L’enquête, financée par la Fondation Jim Joseph, se fonde sur des sondages menés auprès de plus de 1 000 étudiants juifs et 1 500 étudiants non juifs sur 200 campus présentant une forte population juive, ainsi que sur des groupes de discussion avec des étudiants juifs, non juifs et mixtes.
Elle s’appuie par ailleurs sur les conclusions de recherches sur l’antisémitisme sur les campus que le démographe a commencées en 2022 et reprend les réponses de certains de ces étudiants sur une période de trois ans.
En interrogeant les mêmes groupes d’étudiants immédiatement après, puis des mois après, le 7 octobre, Hersh a constaté que leur sentiment de proximité avec les communautés juives de leur campus et leur participation à des événements juifs avaient augmenté juste après les attaques.
Plus de 40 % des répondants juifs se sont dits proches d’une communauté juive suite au 7 octobre, contre 26 % l’année précédente – puis 33 % au printemps 2024. Les étudiants juifs qui ont déclaré avoir pris part à des événements juifs au moins occasionnellement sont passés de 54 % en 2022 à 75 % après les attaques, puis 68 % au printemps 2024, en légère baisse.
L’enquête révèle par ailleurs que les étudiants juifs les plus riches seraient plus susceptibles de soutenir Israël que les moins riches, que les étudiants juifs seraient plus susceptibles d’avoir une opinion négative du Premier ministre israélien Benjamin Netanyahu et enfin que les étudiants juifs estimeraient dans l’ensemble que leur université a des a priori envers Israël, là où les étudiants pro-palestiniens pensent le contraire.
Selon une autre étude récente, publiée cette fois par l’Université Brandeis, un tiers environ des étudiants non juifs ont des croyances hostiles aux Juifs ou à Israël. Dans le même ordre d’idées, l’étude de Hersh dit qu’un cinquième des étudiants non juifs ont délibérément décidé d’ostraciser socialement leurs pairs pro-Israël. (Selon l’enquête Brandeis toujours, près d’un quart des étudiants non juifs disent préférer ne pas être amis avec des personnes qui soutiennent l’existence d’Israël en tant qu’État juif.)
Au sein des groupes de discussion, des étudiants juifs ont parlé de divisions intra-juives sur le campus, entre ceux qui soutiennent Israël et ceux, en plus petit nombre mais bruyants, qui soutiennent les Palestiniens.
« Sur mon campus, une partie des Juifs sont pro-palestiniens et si vous êtes neutre ou pro-Israël, alors vous êtes pour eux de l’autre côté », a déclaré un étudiant. « Cela a créé deux groupes et il est très difficile d’avoir des contacts » entre les opposés.
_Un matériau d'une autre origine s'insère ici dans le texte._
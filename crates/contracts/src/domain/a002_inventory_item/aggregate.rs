use crate::domain::a001_category::{CategoryId, SubcategoryId};
use crate::domain::common::{AggregateId, AggregateRoot, BaseAggregate};
use serde::{Deserialize, Serialize};
use uuid::Uuid;

use super::sizes::Sizes;

// ============================================================================
// ID Type
// ============================================================================
#[derive(Debug, Clone, Copy, PartialEq, Eq, Hash, Serialize, Deserialize)]
pub struct ItemId(pub Uuid);

impl ItemId {
    pub fn new(value: Uuid) -> Self {
        Self(value)
    }

    pub fn new_v4() -> Self {
        Self(Uuid::new_v4())
    }
}

impl AggregateId for ItemId {
    fn as_string(&self) -> String {
        self.0.to_string()
    }

    fn from_string(s: &str) -> Result<Self, String> {
        Uuid::parse_str(s)
            .map(ItemId::new)
            .map_err(|e| format!("Invalid UUID: {}", e))
    }
}

// ============================================================================
// Aggregate Root
// ============================================================================

/// Товар каталога.
///
/// `base.code` хранит SKU, `base.description` наименование,
/// `base.comment` необязательное описание.
#[derive(Debug, Clone, PartialEq, Serialize, Deserialize)]
pub struct InventoryItem {
    #[serde(flatten)]
    pub base: BaseAggregate<ItemId>,

    #[serde(rename = "categoryId")]
    pub category_id: CategoryId,

    #[serde(rename = "subcategoryId")]
    pub subcategory_id: SubcategoryId,

    #[serde(default)]
    pub sizes: Sizes,

    #[serde(default)]
    pub price: f64,

    /// Изображение, уже закодированное вызывающей стороной (data URL)
    #[serde(default)]
    pub image: Option<String>,
}

impl InventoryItem {
    #[allow(clippy::too_many_arguments)]
    pub fn new_for_insert(
        name: String,
        sku: String,
        category_id: CategoryId,
        subcategory_id: SubcategoryId,
        sizes: Sizes,
        price: f64,
        description: Option<String>,
        image: Option<String>,
    ) -> Self {
        let mut base = BaseAggregate::new(ItemId::new_v4(), sku, name);
        base.comment = description;

        Self {
            base,
            category_id,
            subcategory_id,
            sizes,
            price,
            image,
        }
    }

    /// Новый товар из формы; ID назначается заново, размещение без проверки
    pub fn new_from_dto(dto: &InventoryItemDto) -> Self {
        let mut item = Self::new_for_insert(
            String::new(),
            String::new(),
            CategoryId(Uuid::nil()),
            SubcategoryId(Uuid::nil()),
            Sizes::default(),
            0.0,
            None,
            None,
        );
        item.update(dto);
        item
    }

    pub fn name(&self) -> &str {
        &self.base.description
    }

    pub fn sku(&self) -> &str {
        &self.base.code
    }

    pub fn to_string_id(&self) -> String {
        self.base.id.as_string()
    }

    pub fn touch_updated(&mut self) {
        self.base.touch();
    }

    /// Перенос полей формы в агрегат. Размещение копируется как есть,
    /// его корректность проверяет движок таксономии.
    pub fn update(&mut self, dto: &InventoryItemDto) {
        self.base.description = dto.name.trim().to_string();
        self.base.code = dto.sku.trim().to_string();
        self.base.comment = dto
            .description
            .as_ref()
            .map(|d| d.trim().to_string())
            .filter(|d| !d.is_empty());
        self.category_id = dto.category_id.unwrap_or(CategoryId(Uuid::nil()));
        self.subcategory_id = dto.subcategory_id.unwrap_or(SubcategoryId(Uuid::nil()));
        self.sizes = dto.sizes.clone();
        self.price = dto.price;
        self.image = dto.image.clone().filter(|i| !i.is_empty());
    }

    pub fn validate(&self) -> Result<(), String> {
        if self.base.description.trim().is_empty() {
            return Err("Name must not be empty".into());
        }
        if self.base.code.trim().is_empty() {
            return Err("SKU must not be empty".into());
        }
        if !self.price.is_finite() || self.price < 0.0 {
            return Err("Price must be a non-negative number".into());
        }
        Ok(())
    }

    pub fn before_write(&mut self) {
        self.touch_updated();
    }
}

impl AggregateRoot for InventoryItem {
    fn collection_name() -> &'static str {
        "items"
    }
}

// ============================================================================
// DTO
// ============================================================================
#[derive(Debug, Clone, Serialize, Deserialize, Default, PartialEq)]
pub struct InventoryItemDto {
    pub id: Option<String>,
    pub name: String,
    pub sku: String,
    #[serde(rename = "categoryId")]
    pub category_id: Option<CategoryId>,
    #[serde(rename = "subcategoryId")]
    pub subcategory_id: Option<SubcategoryId>,
    #[serde(default)]
    pub sizes: Sizes,
    #[serde(default)]
    pub price: f64,
    pub description: Option<String>,
    pub image: Option<String>,
}

impl From<&InventoryItem> for InventoryItemDto {
    fn from(item: &InventoryItem) -> Self {
        Self {
            id: Some(item.to_string_id()),
            name: item.base.description.clone(),
            sku: item.base.code.clone(),
            category_id: Some(item.category_id),
            subcategory_id: Some(item.subcategory_id),
            sizes: item.sizes.clone(),
            price: item.price,
            description: item.base.comment.clone(),
            image: item.image.clone(),
        }
    }
}

#[cfg(test)]
mod tests {
    use super::*;
    use crate::domain::a002_inventory_item::SizeLabel;

    fn sample() -> InventoryItem {
        InventoryItem::new_for_insert(
            "Oxford Shirt".into(),
            "MEN-OX-001".into(),
            CategoryId::new_v4(),
            SubcategoryId::new_v4(),
            Sizes::from_pairs(&[(SizeLabel::M, 3)]),
            49.9,
            None,
            None,
        )
    }

    #[test]
    fn test_validate_rejects_empty_fields() {
        let mut item = sample();
        assert!(item.validate().is_ok());

        item.base.description = "  ".into();
        assert!(item.validate().is_err());

        let mut item = sample();
        item.base.code = String::new();
        assert!(item.validate().is_err());
    }

    #[test]
    fn test_validate_rejects_bad_price() {
        let mut item = sample();
        item.price = -1.0;
        assert!(item.validate().is_err());
        item.price = f64::NAN;
        assert!(item.validate().is_err());
        item.price = 0.0;
        assert!(item.validate().is_ok());
    }

    #[test]
    fn test_update_trims_and_drops_blank_description() {
        let mut item = sample();
        let mut dto = InventoryItemDto::from(&item);
        dto.name = "  Linen Shirt ".into();
        dto.description = Some("   ".into());
        dto.image = Some(String::new());
        item.update(&dto);

        assert_eq!(item.name(), "Linen Shirt");
        assert_eq!(item.base.comment, None);
        assert_eq!(item.image, None);
    }

    #[test]
    fn test_item_json_uses_flat_fields() {
        let item = sample();
        let json = serde_json::to_value(&item).unwrap();
        assert_eq!(json["code"], "MEN-OX-001");
        assert_eq!(json["description"], "Oxford Shirt");
        assert_eq!(json["sizes"]["M"], 3);
        assert!(json.get("categoryId").is_some());
    }
}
Un autre étudiant évoque des discours toujours plus polarisés sur les campus, en vertu desquels la grande catégorie de « sionistes » est souvent diabolisée. « Certains refusent de croire que je peux avoir les deux opinions : que je peux à la fois être ennuyé par ce qui se passe à Gaza et croire toujours en Israël. Et pour d’autres, tous les sionistes pensent que tuer des gens n’est pas un problème. »
De telles réponses témoignent d’une profonde anxiété chez les Juifs à l’université, explique Hersh.
« Les étudiants juifs sont un peu inquiets, parce qu’ils se disent : ‘Pourquoi ne pourrais-je pas avoir une vision complexe de la situation ?’ », poursuit-il. « Comme s’il fallait forcément choisir son camp comme le suggère l’ambiance qui règne sur le campus. »
Le reflux du niveau d’engagement au fil de l’année – une des conclusions de l’étude – est peut-être le signe d’un retour progressif à la normalité d’avant le 7 octobre. Mais Hersh estime que le « coût social » que de nombreux étudiants juifs estiment payer simplement en assistant à des événements juifs sur le campus, alors que les militants pro-palestiniens s’en prennent de plus en plus ouvertement à Hillel et d’autres organisations juives en raison de leur soutien à Israël, pourrait également jouer un rôle.
« Il y a tellement d’étudiants qui ne savent pas comment participer à la vie juive sur le campus », explique-t-il. « Et la culture du campus est telle que c’est très difficile de ne choisir qu’un programme juif sur le campus. »
L’opinion des étudiants juifs sur Israël est restée relativement inchangée suite aux attaques : la même proportion de personnes interrogées dit qu’il faut maintenir un État juif dans la région et se sent connectée d’une façon ou d’une autre à Israël.
Hersh se dit intrigué par les résultats de l’enquête selon lesquels le soutien des étudiants juifs à Israël est corrélé à leur milieu socio-économique. Les Juifs sont dans l’ensemble plus susceptibles de soutenir Israël quel que soit leur condition, mais les plus aisés sont les plus susceptibles de soutenir Israël (à plus de 70 %), tandis plus de 20 % des Juifs moins riches sont plus susceptibles de s’opposer à son existence.
« Ce que j’aimerais faire, avec cette étude, c’est appeler l’attention sur le critère de classe socio-économique », ajoute-t-il. « Je ne crois pas que les organisations juives en tiennent suffisamment compte, alors que c’est un clivage fort, particulièrement parmi les étudiants dépourvus de solides origines juives. »
Selon le point de vue de nombreux militants pro-palestiniens des campus, d’ailleurs repris par les groupes de discussion de Tufts, le débat sur Israël est souvent perçu comme opposant « sionistes », majoritairement juifs et qui soutiennent tout ce que fait Israël, et anti-sionistes qui ne soutiennent pas du tout l’État.
Mais l’étude de Hersh propose une autre voie : les étudiants juifs les plus impliqués sur le campus sont aussi les critiques les plus sévères des dirigeants israéliens.
Plus les étudiants juifs s’impliquent au sein de la communauté juive du campus, plus leur opinion de Netanyahu se dégrade : plus de 50 % des étudiants issus de milieux juifs « aisés » disent avoir une « mauvaise » opinion de Netanyahu. (Seul un très petit nombre d’étudiants juifs estiment qu’il faisait un « excellent » travail.) Les étudiants juifs des groupes de discussion ont également mentionné leur opposition à Netanyahu plus fréquemment que les non-juifs.
Lorsqu’on leur a demandé, dans leur groupe de discussion, quelle solution ils préféreraient voir appliquer au Moyen-Orient, de nombreux étudiants – sionistes auto-proclamés comme anti-sionistes – ont proposé une version de la solution à deux États.
« Je pense qu’il devrait y avoir un compromis avec une Palestine libre, et Israël comme nation indépendante », déclare un étudiant non juif.